Wall Street apunta a una apertura prudente mientras el petróleo vuelve a superar los 100 dólares
- Wall Street apunta a una apertura ligeramente bajista por el nuevo repunte del petróleo.
- La cancelación de las conversaciones con Irán vuelve a poner el foco en el estrecho de Ormuz.
- La semana será decisiva por resultados de grandes tecnológicas, reunión de la Fed y PIB de EE.UU.
Los futuros de Wall Street apuntan a una apertura moderadamente negativa este lunes, en un mercado condicionado de nuevo por el repunte del petróleo y la incertidumbre geopolítica en torno a Irán. Los futuros del S&P 500 ceden alrededor de un 0,1%, los del Dow Jones retroceden un 0,2% y los del Nasdaq 100 apenas bajan un 0,05%.
El petróleo vuelve a presionar a los mercados
El movimiento más relevante llega desde el mercado energético. El West Texas Intermediate avanza cerca de un 2%, hasta los 96,55 dólares por barril, mientras que el Brent supera de nuevo los 101 dólares por barril, tras subir más de un 2%.
La subida se produce después de que el presidente Donald Trump cancelara los planes para que enviados estadounidenses viajaran a Islamabad con el objetivo de mantener conversaciones de paz con Irán. La decisión enfría las expectativas de una distensión rápida y vuelve a elevar la prima de riesgo en el crudo.
El mercado vuelve a enfrentarse al mismo dilema: cualquier señal de bloqueo diplomático con Irán se traduce casi de inmediato en presión alcista sobre el petróleo y cautela en la renta variable.
Ormuz sigue siendo el punto crítico
La tensión se intensifica tras una información de Axios publicada el domingo por la noche, según la cual Teherán habría propuesto a Washington reabrir el estrecho de Ormuz a cambio de aplazar las conversaciones sobre sus capacidades nucleares.
El planteamiento podría ofrecer a Estados Unidos una salida táctica si su prioridad inmediata es reabrir la ruta marítima. Sin embargo, desde Goldman Sachs, Rich Privorotsky advierte de que la propuesta sería difícil de aceptar si implica que los flujos energéticos siguen pasando por una ruta bajo control iraní.
La cuestión de fondo es que Ormuz continúa siendo el principal factor de riesgo para el mercado energético. Mientras no haya una solución creíble y verificable sobre la seguridad del tránsito marítimo, el petróleo seguirá reaccionando con fuerza a cualquier noticia diplomática.

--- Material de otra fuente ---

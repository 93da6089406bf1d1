//! Typed errors and HTTP mapping.
//!
//! [`HttpError`] is the client-facing error: a status code, a description and
//! an optional cause that is logged but never serialized. [`ApiError`] is what
//! handlers return; it is either a `HttpError` or an unexpected error that is
//! rendered as a generic 500 and forwarded to telemetry.

use axum::{
    http::StatusCode,
    response::{IntoResponse, Response},
};
use serde::{Serialize, Serializer};
use std::error::Error as StdError;
use std::fmt;
use thiserror::Error;

/// Boxed error usable as a cause or an unexpected failure.
pub type BoxError = Box<dyn StdError + Send + Sync + 'static>;

/// Result type for handlers.
pub type ApiResult<T> = Result<T, ApiError>;

#[derive(Error, Debug)]
pub enum ConfigError {
    #[error("missing required setting: {0}")]
    Missing(&'static str),
    #[error("invalid value for {key}: '{value}'")]
    Invalid { key: &'static str, value: String },
}

/// REST error: `{"code": <int>, "description": <string>}` on the wire.
#[derive(Debug, Serialize)]
pub struct HttpError {
    #[serde(serialize_with = "serialize_status")]
    code: StatusCode,
    description: String,
    #[serde(skip)]
    cause: Option<BoxError>,
}

fn serialize_status<S: Serializer>(code: &StatusCode, serializer: S) -> Result<S::Ok, S::Error> {
    serializer.serialize_u16(code.as_u16())
}

impl HttpError {
    /// An empty description is replaced with the status' canonical reason.
    pub fn new(code: StatusCode, description: impl Into<String>) -> Self {
        let mut description = description.into();
        if description.is_empty() {
            description = code.canonical_reason().unwrap_or("Unknown Error").to_string();
        }
        Self {
            code,
            description,
            cause: None,
        }
    }

    pub fn bad_request(description: impl Into<String>) -> Self {
        Self::new(StatusCode::BAD_REQUEST, description)
    }

    pub fn unauthorized(description: impl Into<String>) -> Self {
        Self::new(StatusCode::UNAUTHORIZED, description)
    }

    pub fn forbidden(description: impl Into<String>) -> Self {
        Self::new(StatusCode::FORBIDDEN, description)
    }

    pub fn not_found(description: impl Into<String>) -> Self {
        Self::new(StatusCode::NOT_FOUND, description)
    }

    pub fn conflict(description: impl Into<String>) -> Self {
        Self::new(StatusCode::CONFLICT, description)
    }

    pub fn internal(description: impl Into<String>) -> Self {
        Self::new(StatusCode::INTERNAL_SERVER_ERROR, description)
    }

    /// Attach the underlying error. It is logged and reported, never sent to the client.
    pub fn with_cause(mut self, cause: impl Into<BoxError>) -> Self {
        self.cause = Some(cause.into());
        self
    }

    pub fn code(&self) -> StatusCode {
        self.code
    }

    pub fn description(&self) -> &str {
        &self.description
    }

    pub fn cause(&self) -> Option<&(dyn StdError + Send + Sync + 'static)> {
        self.cause.as_deref()
    }

    pub fn has_status(&self, code: StatusCode) -> bool {
        self.code == code
    }

    pub fn is_bad_request(&self) -> bool {
        self.has_status(StatusCode::BAD_REQUEST)
    }

    pub fn is_unauthorized(&self) -> bool {
        self.has_status(StatusCode::UNAUTHORIZED)
    }

    pub fn is_forbidden(&self) -> bool {
        self.has_status(StatusCode::FORBIDDEN)
    }

    pub fn is_not_found(&self) -> bool {
        self.has_status(StatusCode::NOT_FOUND)
    }

    pub fn is_conflict(&self) -> bool {
        self.has_status(StatusCode::CONFLICT)
    }

    pub fn is_client_error(&self) -> bool {
        self.code.is_client_error()
    }
}

impl fmt::Display for HttpError {
    fn fmt(&self, f: &mut fmt::Formatter<'_>) -> fmt::Result {
        write!(f, "{}: {}", self.code.as_u16(), self.description)
    }
}

impl StdError for HttpError {
    fn source(&self) -> Option<&(dyn StdError + 'static)> {
        self.cause.as_deref().map(|e| e as &(dyn StdError + 'static))
    }
}

/// Error returned by handlers and rendered by [`crate::response::write_error`].
#[derive(Debug)]
pub enum ApiError {
    /// A taxonomy error that carries its own status code.
    Http(HttpError),
    /// Anything else. Always answered with a generic 500.
    Unexpected(BoxError),
}

impl ApiError {
    pub fn unexpected(err: impl Into<BoxError>) -> Self {
        ApiError::Unexpected(err.into())
    }

    /// The `HttpError` this error is or wraps, searching the source chain of
    /// unexpected errors.
    pub fn http_error(&self) -> Option<&HttpError> {
        match self {
            ApiError::Http(e) => Some(e),
            ApiError::Unexpected(e) => find_http_error(e.as_ref()),
        }
    }

    pub fn is_unexpected(&self) -> bool {
        self.http_error().is_none()
    }

    pub fn is_not_found(&self) -> bool {
        self.http_error().is_some_and(HttpError::is_not_found)
    }

    pub fn is_bad_request(&self) -> bool {
        self.http_error().is_some_and(HttpError::is_bad_request)
    }

    /// Status the client will see.
    pub fn status(&self) -> StatusCode {
        self.http_error()
            .map(HttpError::code)
            .unwrap_or(StatusCode::INTERNAL_SERVER_ERROR)
    }
}

fn find_http_error<'a>(err: &'a (dyn StdError + Send + Sync + 'static)) -> Option<&'a HttpError> {
    let root: &'a (dyn StdError + 'static) = err;
    let mut current = Some(root);
    while let Some(e) = current {
        if let Some(http) = e.downcast_ref::<HttpError>() {
            return Some(http);
        }
        current = e.source();
    }
    None
}

impl fmt::Display for ApiError {
    fn fmt(&self, f: &mut fmt::Formatter<'_>) -> fmt::Result {
        match self {
            ApiError::Http(e) => e.fmt(f),
            ApiError::Unexpected(e) => e.fmt(f),
        }
    }
}

impl StdError for ApiError {
    fn source(&self) -> Option<&(dyn StdError + 'static)> {
        match self {
            ApiError::Http(e) => e.source(),
            ApiError::Unexpected(e) => Some(e.as_ref()),
        }
    }
}

impl From<HttpError> for ApiError {
    fn from(e: HttpError) -> Self {
        ApiError::Http(e)
    }
}

impl From<sqlx::Error> for ApiError {
    fn from(e: sqlx::Error) -> Self {
        ApiError::Unexpected(Box::new(e))
    }
}

impl IntoResponse for ApiError {
    fn into_response(self) -> Response {
        crate::response::write_error(self)
    }
}

impl IntoResponse for HttpError {
    fn into_response(self) -> Response {
        crate::response::write_error(ApiError::Http(self))
    }
}

#[cfg(test)]
mod tests {
    use super::*;

    #[derive(Debug, Error)]
    #[error("lookup failed")]
    struct Wrapper(#[source] HttpError);

    #[test]
    fn display_renders_code_and_description() {
        let err = HttpError::new(StatusCode::IM_A_TEAPOT, "I'm a teapot");
        assert_eq!(err.to_string(), "418: I'm a teapot");
    }

    #[test]
    fn serializes_without_cause() {
        let err = HttpError::not_found("Object not found").with_cause(std::io::Error::other("no rows"));
        let json = serde_json::to_value(&err).unwrap();
        assert_eq!(json, serde_json::json!({"code": 404, "description": "Object not found"}));
        assert_eq!(err.cause().unwrap().to_string(), "no rows");
    }

    #[test]
    fn empty_description_falls_back_to_reason() {
        let err = HttpError::conflict("");
        assert_eq!(err.description(), "Conflict");
    }

    #[test]
    fn constructors_classify_by_status() {
        assert!(HttpError::bad_request("x").is_bad_request());
        assert!(HttpError::unauthorized("x").is_unauthorized());
        assert!(HttpError::forbidden("x").is_forbidden());
        assert!(HttpError::not_found("x").is_not_found());
        assert!(HttpError::conflict("x").is_conflict());
        assert_eq!(HttpError::internal("x").code(), StatusCode::INTERNAL_SERVER_ERROR);
        assert!(!HttpError::internal("x").is_client_error());
    }

    #[test]
    fn finds_wrapped_http_error() {
        let err = ApiError::unexpected(Wrapper(HttpError::forbidden("no access")));
        assert!(!err.is_unexpected());
        assert_eq!(err.status(), StatusCode::FORBIDDEN);

        let plain = ApiError::unexpected(std::io::Error::other("boom"));
        assert!(plain.is_unexpected());
        assert_eq!(plain.status(), StatusCode::INTERNAL_SERVER_ERROR);
    }
}
//! Object persistence: the repository contract and its implementations.

mod memory;
mod postgres;

pub use memory::InMemoryObjectRepository;
pub use postgres::PgObjectRepository;

use crate::models::{Object, ObjectList, Pagination};
use async_trait::async_trait;
use thiserror::Error;
use uuid::Uuid;

#[derive(Debug, Error)]
pub enum StoreError {
    #[error("object not found")]
    NotFound,
    #[error("duplicate object")]
    Duplicate,
    #[error("database error: {0}")]
    Database(#[source] sqlx::Error),
    #[error("stored object is corrupted: {0}")]
    Corrupted(String),
}

impl From<sqlx::Error> for StoreError {
    fn from(e: sqlx::Error) -> Self {
        match e {
            sqlx::Error::RowNotFound => StoreError::NotFound,
            sqlx::Error::Database(ref db) if db.is_unique_violation() => StoreError::Duplicate,
            sqlx::Error::ColumnDecode { .. } | sqlx::Error::Decode(_) => StoreError::Corrupted(e.to_string()),
            other => StoreError::Database(other),
        }
    }
}

/// CRUD over objects. The store assigns ids and timestamps.
#[async_trait]
pub trait ObjectRepository: Send + Sync {
    /// One page plus the size of the whole collection.
    async fn list(&self, page: &Pagination) -> Result<ObjectList, StoreError>;

    async fn get(&self, id: Uuid) -> Result<Object, StoreError>;

    /// Insert `object`, ignoring its id and timestamps.
    async fn create(&self, object: Object) -> Result<Object, StoreError>;

    /// Overwrite the non-empty fields of `object` and stamp `updated_at`.
    async fn update(&self, id: Uuid, object: Object) -> Result<Object, StoreError>;

    async fn delete(&self, id: Uuid) -> Result<(), StoreError>;

    /// Liveness check used by `/ready`.
    async fn ping(&self) -> Result<(), StoreError>;
}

Semana clave para resultados, Fed y PIB
Más allá del petróleo, los inversores afrontan una semana especialmente cargada de referencias. El miércoles publicarán resultados algunas de las compañías más influyentes del mercado: Alphabet, Amazon, Meta y Microsoft. Sus cifras serán decisivas para comprobar si el reciente liderazgo de las grandes tecnológicas tiene respaldo real en beneficios, márgenes e inteligencia artificial.

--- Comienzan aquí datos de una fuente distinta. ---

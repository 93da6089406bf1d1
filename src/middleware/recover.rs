//! Panic recovery: a panicking handler becomes the generic 500 envelope.

use crate::error::HttpError;
use crate::response::INTERNAL_SERVER_ERROR;
use axum::response::{IntoResponse, Response};
use std::any::Any;
use tower_http::catch_panic::CatchPanicLayer;

pub type PanicHandler = fn(Box<dyn Any + Send + 'static>) -> Response;

pub fn layer() -> CatchPanicLayer<PanicHandler> {
    CatchPanicLayer::custom(handle_panic as PanicHandler)
}

fn handle_panic(payload: Box<dyn Any + Send + 'static>) -> Response {
    tracing::error!(panic = %panic_message(payload.as_ref()), "recovered from panic in handler");
    HttpError::internal(INTERNAL_SERVER_ERROR).into_response()
}

/// Text of a panic payload, when it is a string.
pub fn panic_message(payload: &(dyn Any + Send)) -> &str {
    if let Some(s) = payload.downcast_ref::<&'static str>() {
        s
    } else if let Some(s) = payload.downcast_ref::<String>() {
        s.as_str()
    } else {
        "non-string panic payload"
    }
}
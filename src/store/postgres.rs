//! PostgreSQL repository.

use super::{ObjectRepository, StoreError};
use crate::models::{Object, ObjectList, Pagination};
use crate::sql::{self, bind_all, QueryBuf};
use async_trait::async_trait;
use sqlx::PgPool;
use uuid::Uuid;

#[derive(Clone)]
pub struct PgObjectRepository {
    pool: PgPool,
}

impl PgObjectRepository {
    pub fn new(pool: PgPool) -> Self {
        Self { pool }
    }

    pub fn pool(&self) -> &PgPool {
        &self.pool
    }

    async fn fetch_optional(&self, q: &QueryBuf) -> Result<Option<Object>, StoreError> {
        tracing::debug!(sql = %q.sql, params = ?q.params, "query");
        let row = bind_all(sqlx::query_as::<_, Object>(&q.sql), &q.params)
            .fetch_optional(&self.pool)
            .await?;
        Ok(row)
    }
}

#[async_trait]
impl ObjectRepository for PgObjectRepository {
    async fn list(&self, page: &Pagination) -> Result<ObjectList, StoreError> {
        let q = sql::select_page(page);
        tracing::debug!(sql = %q.sql, params = ?q.params, "query");
        let list = bind_all(sqlx::query_as::<_, Object>(&q.sql), &q.params)
            .fetch_all(&self.pool)
            .await?;
        let (total,): (i64,) = sqlx::query_as(&sql::count_all()).fetch_one(&self.pool).await?;
        Ok(ObjectList {
            count: list.len(),
            list,
            total,
        })
    }

    async fn get(&self, id: Uuid) -> Result<Object, StoreError> {
        self.fetch_optional(&sql::select_by_id(id))
            .await?
            .ok_or(StoreError::NotFound)
    }

    async fn create(&self, object: Object) -> Result<Object, StoreError> {
        self.fetch_optional(&sql::insert(&object))
            .await?
            .ok_or_else(|| StoreError::Corrupted("insert returned no row".into()))
    }

    async fn update(&self, id: Uuid, object: Object) -> Result<Object, StoreError> {
        self.fetch_optional(&sql::update(id, &object))
            .await?
            .ok_or(StoreError::NotFound)
    }

    async fn delete(&self, id: Uuid) -> Result<(), StoreError> {
        let q = sql::delete(id);
        tracing::debug!(sql = %q.sql, params = ?q.params, "query");
        let deleted: Option<(Uuid,)> = bind_all(sqlx::query_as(&q.sql), &q.params)
            .fetch_optional(&self.pool)
            .await?;
        deleted.map(|_| ()).ok_or(StoreError::NotFound)
    }

    async fn ping(&self) -> Result<(), StoreError> {
        sqlx::query("SELECT 1").execute(&self.pool).await?;
        Ok(())
    }
}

Ese mismo día se celebrará también la última reunión de Jerome Powell como presidente de la Reserva Federal. El mercado descuenta que los tipos se mantendrán en el rango actual del 3,50% al 3,75%, por lo que el foco estará en el tono del comunicado y en cualquier señal sobre los próximos movimientos de política monetaria.
El jueves se conocerá además el dato de PIB del primer trimestre en Estados Unidos, otra referencia importante para medir la resistencia de la economía en un entorno de tipos todavía altos, energía más cara y elevada incertidumbre geopolítica.
La combinación de petróleo por encima de 100 dólares, resultados tecnológicos y reunión de la Fed convierte esta semana en una prueba relevante para el rally de Wall Street.
Lectura de mercado
La caída moderada de los futuros no apunta, por ahora, a una pérdida clara de control del mercado. Sin embargo, sí refleja una mayor prudencia tras las recientes subidas de los índices estadounidenses. El S&P 500 y el Nasdaq han alcanzado máximos históricos, pero el equilibrio sigue siendo frágil si el petróleo se mantiene al alza.
Para los inversores, el mensaje es doble. Por un lado, las grandes tecnológicas siguen siendo el principal soporte del mercado. Por otro, la geopolítica y la energía pueden condicionar rápidamente las expectativas de inflación, tipos y beneficios empresariales.
En resumen, Wall Street arranca la semana con tono prudente. El mercado no está entrando en pánico, pero tampoco puede ignorar que el conflicto con Irán, el cierre parcial de Ormuz y el repunte del crudo siguen siendo los grandes riesgos inmediatos para la renta variable.